Jackson Hole Fire & EMS enforces IFC Chapter 319 specifically for mobile commercial kitchens, with NFPA 96 and NFPA 58 incorporated. The inspection here is among the most rigorous in Wyoming because of the active enforcement and the fire risk profile of the county (wildland-urban interface, dry summers, high tourist density).

  • Type I hood meeting NFPA 96. Stainless construction, 6 inch overhang on all open sides, listed grease filters at the prescribed angle.
  • UL 300 listed wet chemical fire suppression. Tagged within six months. Discharge nozzles aimed at all cooking surfaces and the plenum.
  • Manual pull station. In the path of egress, drops gas and electric to cooking equipment.
  • Mechanical gas shutoff. Tied to the suppression system.
  • K-Class fire extinguisher.

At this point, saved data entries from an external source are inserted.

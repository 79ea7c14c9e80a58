use crate::adapter::{ExecResult, Row, Rows, TxOptions};
use crate::config::Config;
use crate::connection::ConnectionManager;
use crate::environment::{self, Environment};
use crate::error::ShardError;
use crate::executor;
use crate::parser::Parser;
use crate::transaction::Transaction;
use crate::value::Value;
use std::sync::Arc;
use std::time::Duration;

/// A prepared statement.
///
/// Preparation is deferred: the statement keeps its original text and is
/// parsed per execution, when the bound arguments (and therefore the shard
/// key) are known. Keeping the text is also what lets transactional
/// statement executions land in the write/read log.
#[derive(Debug, Clone)]
pub struct Stmt {
    query: String,
}

impl Stmt {
    pub(crate) fn new(query: &str) -> Self {
        Self {
            query: query.to_string(),
        }
    }

    pub fn query_text(&self) -> &str {
        &self.query
    }
}

/// The logical database: one handle over every configured table and shard.
///
/// Cheap to clone; clones share the connection manager. Safe to use from
/// multiple threads. Statements outside a transaction route directly to
/// their shard(s); [`Database::begin`] returns a single-owner
/// [`Transaction`] for multi-statement work.
#[derive(Clone)]
pub struct Database {
    manager: Arc<ConnectionManager>,
    parser: Parser,
    env: Arc<Environment>,
}

impl Database {
    /// Open against the process-wide environment.
    pub fn open(config: Config) -> Result<Self, ShardError> {
        Self::open_with_dsn(config, "")
    }

    /// Open with an application DSN whose optional `?key=value` fragment is
    /// forwarded unchanged to every adapter.
    pub fn open_with_dsn(config: Config, dsn: &str) -> Result<Self, ShardError> {
        Self::open_with_env(environment::global(), config, dsn)
    }

    /// Open against an isolated environment (tests, embedding).
    pub fn open_with_env(
        env: Arc<Environment>,
        config: Config,
        dsn: &str,
    ) -> Result<Self, ShardError> {
        let manager = Arc::new(ConnectionManager::new(env.clone(), config, dsn)?);
        let parser = Parser::new(manager.config());
        Ok(Self {
            manager,
            parser,
            env,
        })
    }

    pub fn manager(&self) -> &Arc<ConnectionManager> {
        &self.manager
    }

    pub(crate) fn parser(&self) -> &Parser {
        &self.parser
    }

    pub fn environment(&self) -> &Arc<Environment> {
        &self.env
    }

    /// Execute a mutating statement, routing it to its shard(s).
    pub fn exec(&self, query: &str, args: &[Value]) -> Result<ExecResult, ShardError> {
        let parsed = self.parser.parse(query, args)?;
        let conn = self.manager.connection_by_table(parsed.table())?;
        executor::exec(&conn, parsed, None)
    }

    /// Execute a read statement. Without a resolved shard key the read
    /// scatters to every shard and concatenates the row sets in shard
    /// order.
    pub fn query(&self, query: &str, args: &[Value]) -> Result<Rows, ShardError> {
        let parsed = self.parser.parse(query, args)?;
        let conn = self.manager.connection_by_table(parsed.table())?;
        executor::query(&conn, parsed, None)
    }

    /// Execute a read statement expected to yield at most one row.
    pub fn query_row(&self, query: &str, args: &[Value]) -> Result<Option<Row>, ShardError> {
        let parsed = self.parser.parse(query, args)?;
        let conn = self.manager.connection_by_table(parsed.table())?;
        executor::query_row(&conn, parsed, None)
    }

    pub fn prepare(&self, query: &str) -> Result<Stmt, ShardError> {
        self.parser.check(query)?;
        Ok(Stmt::new(query))
    }

    pub fn exec_stmt(&self, stmt: &Stmt, args: &[Value]) -> Result<ExecResult, ShardError> {
        self.exec(stmt.query_text(), args)
    }

    pub fn query_stmt(&self, stmt: &Stmt, args: &[Value]) -> Result<Rows, ShardError> {
        self.query(stmt.query_text(), args)
    }

    pub fn query_row_stmt(&self, stmt: &Stmt, args: &[Value]) -> Result<Option<Row>, ShardError> {
        self.query_row(stmt.query_text(), args)
    }

    /// Start a logical transaction. No local transaction opens until the
    /// first statement touches a shard.
    pub fn begin(&self) -> Transaction {
        self.begin_with_options(TxOptions::default())
    }

    pub fn begin_with_options(&self, options: TxOptions) -> Transaction {
        Transaction::new(self.manager.clone(), self.env.clone(), options)
    }

    // --- Pool tuning ---

    pub fn set_max_idle_conns(&self, n: u32) -> Result<(), ShardError> {
        let mut options = self.manager.pool_options();
        options.max_idle_conns = Some(n);
        self.manager.set_pool_options(options)
    }

    pub fn set_max_open_conns(&self, n: u32) -> Result<(), ShardError> {
        let mut options = self.manager.pool_options();
        options.max_open_conns = Some(n);
        self.manager.set_pool_options(options)
    }

    pub fn set_conn_max_lifetime(&self, lifetime: Duration) -> Result<(), ShardError> {
        let mut options = self.manager.pool_options();
        options.conn_max_lifetime = Some(lifetime);
        self.manager.set_pool_options(options)
    }

    /// Close every backend handle, aggregating errors.
    pub fn close(&self) -> Result<(), ShardError> {
        self.manager.close()
    }
}

#[cfg(test)]
mod tests {
    use super::*;
    use crate::testutil::test_env;

    fn database() -> (Database, crate::testutil::FakeHandle) {
        let (env, fake) = test_env();
        let config = Config::from_str(
            r#"
tables:
  user_items:
    adapter: fake
    shard: true
    shard_key: user_id
    shards:
      - items_a:
          adapter: fake
          database: items_a
      - items_b:
          adapter: fake
          database: items_b
"#,
        )
        .unwrap();
        let db = Database::open_with_env(env, config, "").unwrap();
        (db, fake)
    }

    #[test]
    fn exec_routes_through_the_parser() {
        let (db, fake) = database();
        db.exec(
            "UPDATE user_items SET item = ? WHERE user_id = ?",
            &[Value::Text("axe".to_string()), Value::Int(2)],
        )
        .unwrap();
        assert_eq!(fake.statements("items_a").len(), 1);
        assert_eq!(
            fake.args_of_last("items_a").unwrap(),
            vec![Value::Text("axe".to_string()), Value::Int(2)]
        );
    }

    #[test]
    fn prepared_statement_round_trips() {
        let (db, fake) = database();
        let stmt = db
            .prepare("SELECT * FROM user_items WHERE user_id = ?")
            .unwrap();
        db.query_stmt(&stmt, &[Value::Int(3)]).unwrap();
        assert_eq!(fake.statements("items_b").len(), 1);
    }

    #[test]
    fn prepare_rejects_malformed_sql() {
        let (db, _fake) = database();
        assert!(db.prepare("SELEKT broken").is_err());
    }

    #[test]
    fn unknown_table_surfaces_from_routing() {
        let (db, _fake) = database();
        let err = db.query("SELECT * FROM ghosts", &[]).unwrap_err();
        assert!(matches!(err, ShardError::UnknownTable(_)));
    }

    #[test]
    fn pool_settings_propagate_to_open_backends() {
        let (db, _fake) = database();
        db.query("SELECT * FROM user_items", &[]).unwrap();
        db.set_max_open_conns(8).unwrap();
        assert_eq!(db.manager().pool_options().max_open_conns, Some(8));
    }
}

Within 30 feet of the cookline, accessible without crossing the cookline.
  • 2A:10B:C extinguisher. At the primary egress.
  • Propane installation. 200 lb aggregate maximum. Cylinders secured in vented compartment, NFPA 58 compliant fittings, regulators with overpressure protection, excess flow valves, listed LP-gas alarm.
  • CO detector. Required if a generator is on or near the truck.
  • Electrical compliance. GFCI on 120V circuits, no extension cords as permanent wiring.
  • Egress. Service window with positive latching, primary entry/exit door, clear path at all times.
  • Annual systems inspection documentation. JH Fire & EMS specifically requires that operators document fire safety equipment, propane systems, and cooking appliance servicing per IFC Chapter 319.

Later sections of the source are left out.